Okulların tatile girme vaktinin yaklaştığı bu günlerde; bazı sınıflarda, talebeler bir sonraki sınıf veya okullar için fevkalâde yorucu ve külfetli imtihanlara hazırlanmaktadırlar. Bu tercihlere etki eden âmiller; umumiyet itibarıyla iş bulması kolay olan, yüksek gelirli, rağbet gören, itibarı yüksek, rahat çalışma vasatları… gibi insanın yaratılış hikmetini kaāle almayan, ona fazîlet kazandıracak ulvî değerleri yansıtmayan kabullerdir. Hâlbuki, ebedî hayat yanında, bir hiç mesâbesinde kalan dünya hayatından ötesini görememek veya umursamamak, kâinâtın kendisine musahhar kılındığı insanı bi-hakkın bilmemektir, tanımamaktır ve kendini heder etmekten başka bir mânâya da gelmez. Bu; bir taraftan asırlardır insanın; «dünyaya; nereden, niçin geldiği», «nereye, niçin gittiği», gibi iki cihan saâdetini kazanma vetîresini anlatan belki binlerce âlim ve bu mevzuda yazılmış yüz binlerce esere hürmetsizlik ve değerini bilmemek; bir taraftan da, bütün gerçekler bir bir ortaya konmuşken, ondan faydalanmayıp, yanlış kararlarla ebedî saâdetten mahrum kalmaktır.

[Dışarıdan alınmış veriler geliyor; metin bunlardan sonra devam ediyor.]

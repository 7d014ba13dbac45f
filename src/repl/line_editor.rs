// パス: src/repl/line_editor.rs
// 役割: 端末の行編集ファシリティ（rustyline）を REPL の入力源として包む
// 意図: 履歴と補完の正本はセッション側に置き、編集器には読み取り時点の写しを渡す
// 関連ファイル: src/repl/cmd.rs, src/complete.rs, src/history.rs
use std::collections::BTreeSet;
use std::io;

use rustyline::completion::{Completer as RlCompleter, Pair};
use rustyline::error::ReadlineError;
use rustyline::highlight::Highlighter;
use rustyline::hint::Hinter;
use rustyline::history::DefaultHistory;
use rustyline::validate::Validator;
use rustyline::{CompletionType, Config, EditMode, Editor, Helper};

use crate::complete::Completer;
use crate::history::HistoryLog;

use super::cmd::LineSource;

/// 行入力が返す 3 種類の結果を表す列挙体。
#[derive(Debug, Clone, PartialEq, Eq)]
pub enum ReadResult {
    Line(String),
    Eof,
    Interrupted,
}

/// 1 行読み取る間だけ入力源へ貸し出すセッション状態。
pub struct LineContext<'a> {
    pub history: &'a HistoryLog,
    pub completer: Completer<'a>,
}

/// 補完対象の語の開始位置（空白区切りのみ。`@` や `.` は語の一部）。
fn word_start(line: &str, pos: usize) -> usize {
    line[..pos]
        .rfind(char::is_whitespace)
        .map_or(0, |i| i + 1)
}

/// カーソル位置の語に一致する候補を返す。
fn complete_word(candidates: &BTreeSet<String>, line: &str, pos: usize) -> (usize, Vec<Pair>) {
    let start = word_start(line, pos);
    let prefix = &line[start..pos];
    let pairs = candidates
        .iter()
        .filter(|w| w.starts_with(prefix))
        .map(|w| Pair {
            display: w.clone(),
            replacement: w.clone(),
        })
        .collect();
    (start, pairs)
}

/// 読み取り開始時点の候補集合を保持する rustyline 用ヘルパ。
#[derive(Default)]
struct ReplHelper {
    candidates: BTreeSet<String>,
}

impl RlCompleter for ReplHelper {
    type Candidate = Pair;

    fn complete(
        &self,
        line: &str,
        pos: usize,
        _ctx: &rustyline::Context<'_>,
    ) -> Result<(usize, Vec<Pair>), ReadlineError> {
        Ok(complete_word(&self.candidates, line, pos))
    }
}

impl Hinter for ReplHelper {
    type Hint = String;
}

impl Highlighter for ReplHelper {}

impl Validator for ReplHelper {}

impl Helper for ReplHelper {}

/// 履歴付きの行編集を提供するラインエディタ。
pub struct LineEditor {
    editor: Editor<ReplHelper, DefaultHistory>,
}

impl LineEditor {
    pub fn new() -> io::Result<Self> {
        let config = Config::builder()
            .auto_add_history(false)
            .completion_type(CompletionType::List)
            .edit_mode(EditMode::Emacs)
            .build();
        let mut editor = Editor::with_config(config).map_err(into_io)?;
        editor.set_helper(Some(ReplHelper::default()));
        Ok(Self { editor })
    }

    /// セッションの履歴と補完候補を編集器へ写す。
    fn sync(&mut self, ctx: &LineContext<'_>) -> Result<(), ReadlineError> {
        if let Some(helper) = self.editor.helper_mut() {
            helper.candidates = ctx.completer.candidates();
        }
        self.editor.clear_history()?;
        for entry in ctx.history.iter() {
            self.editor.add_history_entry(entry)?;
        }
        Ok(())
    }
}

impl LineSource for LineEditor {
    fn read_line(&mut self, prompt: &str, ctx: &LineContext<'_>) -> io::Result<ReadResult> {
        self.sync(ctx).map_err(into_io)?;
        match self.editor.readline(prompt) {
            Ok(line) => Ok(ReadResult::Line(line)),
            Err(ReadlineError::Interrupted) => Ok(ReadResult::Interrupted),
            Err(ReadlineError::Eof) => Ok(ReadResult::Eof),
            Err(err) => Err(into_io(err)),
        }
    }
}

fn into_io(err: ReadlineError) -> io::Error {
    match err {
        ReadlineError::Io(e) => e,
        other => io::Error::new(io::ErrorKind::Other, other.to_string()),
    }
}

Ebedî saâdete yönelik hayat tarzı hususunda, Kur’ân-ı Kerim’de şöyle buyurulur:
“Herkes, yarın için, önceden neler gönderdiğine dikkat etsin.” (el-Haşr, 18)

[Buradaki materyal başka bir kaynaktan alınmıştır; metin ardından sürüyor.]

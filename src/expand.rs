// パス: src/expand.rs
// 役割: 入力行中の `@name` 参照をエイリアスストアの内容で置き換える
// 意図: 長い識別子の一部を誤って置換しない安全な字句分割を提供する
// 関連ファイル: src/alias.rs, src/repl/pipeline.rs, src/repl/commands.rs
//! エイリアス展開。
//!
//! - 参照は `@` に続く識別子文字の最長一致としてのみ認識する（`@and` は `@andromede` に一致しない）。
//! - 引用符で囲まれた区間（`"..."` / `'...'`）は不透明として扱う。
//! - 置換は元の行に対する 1 パスのみ。置換で持ち込まれたテキストは再展開しない。
//! - 未定義の参照が 1 つでもあれば、置換を一切行わずに失敗する。

use crate::alias::{is_valid_name, AliasStore, SIGIL};
use crate::errors::{ReplError, ReplResult};

/// 行内で見つかったエイリアス参照（バイト範囲はシジルを含む）。
#[derive(Debug, Clone, Copy, PartialEq, Eq)]
pub struct AliasRef<'a> {
    pub start: usize,
    pub end: usize,
    pub name: &'a str,
}

fn is_word_char(c: char) -> bool {
    c.is_alphanumeric() || c == '_'
}

/// 行を走査し、左から順にエイリアス参照を取り出す。
///
/// 識別子文字の連なりが ASCII の名前規則を満たさない場合（`@1x`, `@andré` など）は
/// 参照として扱わず、そのまま残す。
pub fn alias_refs(line: &str) -> Vec<AliasRef<'_>> {
    let mut refs = Vec::new();
    let mut pos = 0;
    while let Some(c) = line[pos..].chars().next() {
        match c {
            '"' | '\'' => {
                // 閉じ引用符が無ければ通常の文字として扱う。
                pos += match line[pos + 1..].find(c) {
                    Some(close) => close + 2,
                    None => 1,
                };
            }
            SIGIL => {
                let rest = &line[pos + 1..];
                let len = rest.find(|ch: char| !is_word_char(ch)).unwrap_or(rest.len());
                let word = &rest[..len];
                if is_valid_name(word) {
                    refs.push(AliasRef {
                        start: pos,
                        end: pos + 1 + len,
                        name: word,
                    });
                }
                pos += 1 + len;
            }
            _ => pos += c.len_utf8(),
        }
    }
    refs
}

/// 行内の全参照を展開した新しい文字列を返す。
///
/// # Examples
/// ```
/// use replkit::alias::AliasStore;
/// use replkit::expand::expand;
///
/// let mut store = AliasStore::new();
/// store.define("and", "&&").unwrap();
/// assert_eq!(expand("a @and b", &store).unwrap(), "a && b");
/// assert!(expand("@andromede", &store).is_err());
/// ```
pub fn expand(line: &str, store: &AliasStore) -> ReplResult<String> {
    let refs = alias_refs(line);
    if refs.is_empty() {
        return Ok(line.to_string());
    }
    // 副作用の前にすべて解決しておく。
    let resolved = refs
        .iter()
        .map(|r| {
            store
                .get(r.name)
                .map(|text| (r, text))
                .ok_or_else(|| ReplError::UnknownAlias(r.name.to_string()))
        })
        .collect::<ReplResult<Vec<_>>>()?;

    let mut out = String::with_capacity(line.len());
    let mut cursor = 0;
    for (r, text) in resolved {
        out.push_str(&line[cursor..r.start]);
        out.push_str(text);
        cursor = r.end;
    }
    out.push_str(&line[cursor..]);
    Ok(out)
}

Âhiret yanında dünya hayatı bir hiç mesâbesinde olmakla beraber; onun kazanılabilmesi için de zarûrî olan budur.
«Kelâm-ı kibar»da;
“Dünya, âhiretin tarlasıdır.” buyurularak buna işaret edilir.
Nitekim, Peygamber -sallâllâhu aleyhi ve sellem- Efendimiz de;
“Akıllı kişi, nefsine hâkim olan ve ölüm sonrası için çalışandır. Âciz kişi de, nefsini duygularına tâbî kılan ve Allah’tan dileklerde bulunup durandır (bunu yeterli görendir).” (Tirmizî, Kıyâmet, 25) buyurur.
Ancak bu husustaki azim ve gayretleri, dünyayı terk etmek tarzında anlama vehminin yersizliği, Kur’ân-ı Kerim’de;
“Allâh’ın sana verdiğinden (O’nun yolunda harcayarak) âhiret yurdunu gözet; ama dünyadan da nasibini unutma. Allâh’ın sana ihsân ettiği gibi, sen de (insanlara) iyilik et…” (el-Kasas, 77) ifadesiyle ortaya konur.
İnsanın gayesi olması gereken iki cihan saâdetini kazanmak hususundaki ölçüyü, Peygamber -sallâllâhu aleyhi ve sellem- Efendimiz şöyle ifade buyurur:
“Allah niyeti âhiret olana dünyayı verir, ama niyeti dünya olana âhireti vermez.” (Câmiu’s-sağîr, 1917)
Bu cümleden olarak;
Esas hayatın âhiret olduğuna inanarak, dünya tarlasını âhirette hasat edecek şekilde usûlünce ekmek îcap eder. Böylece ufuklar ötesini nazar-ı itibara alarak tutulan hayat tarzı, insana hem dünya hem de âhiret saâdetini kazandırır. Aksi takdirde; ufku kapatıp, istikbal vehmiyle bir hiç mesâbesindeki dünya hayatını esas alarak bencillik çerçevesinde sarf edilen gayretler, insanı hüsranlara dûçâr kılabilir.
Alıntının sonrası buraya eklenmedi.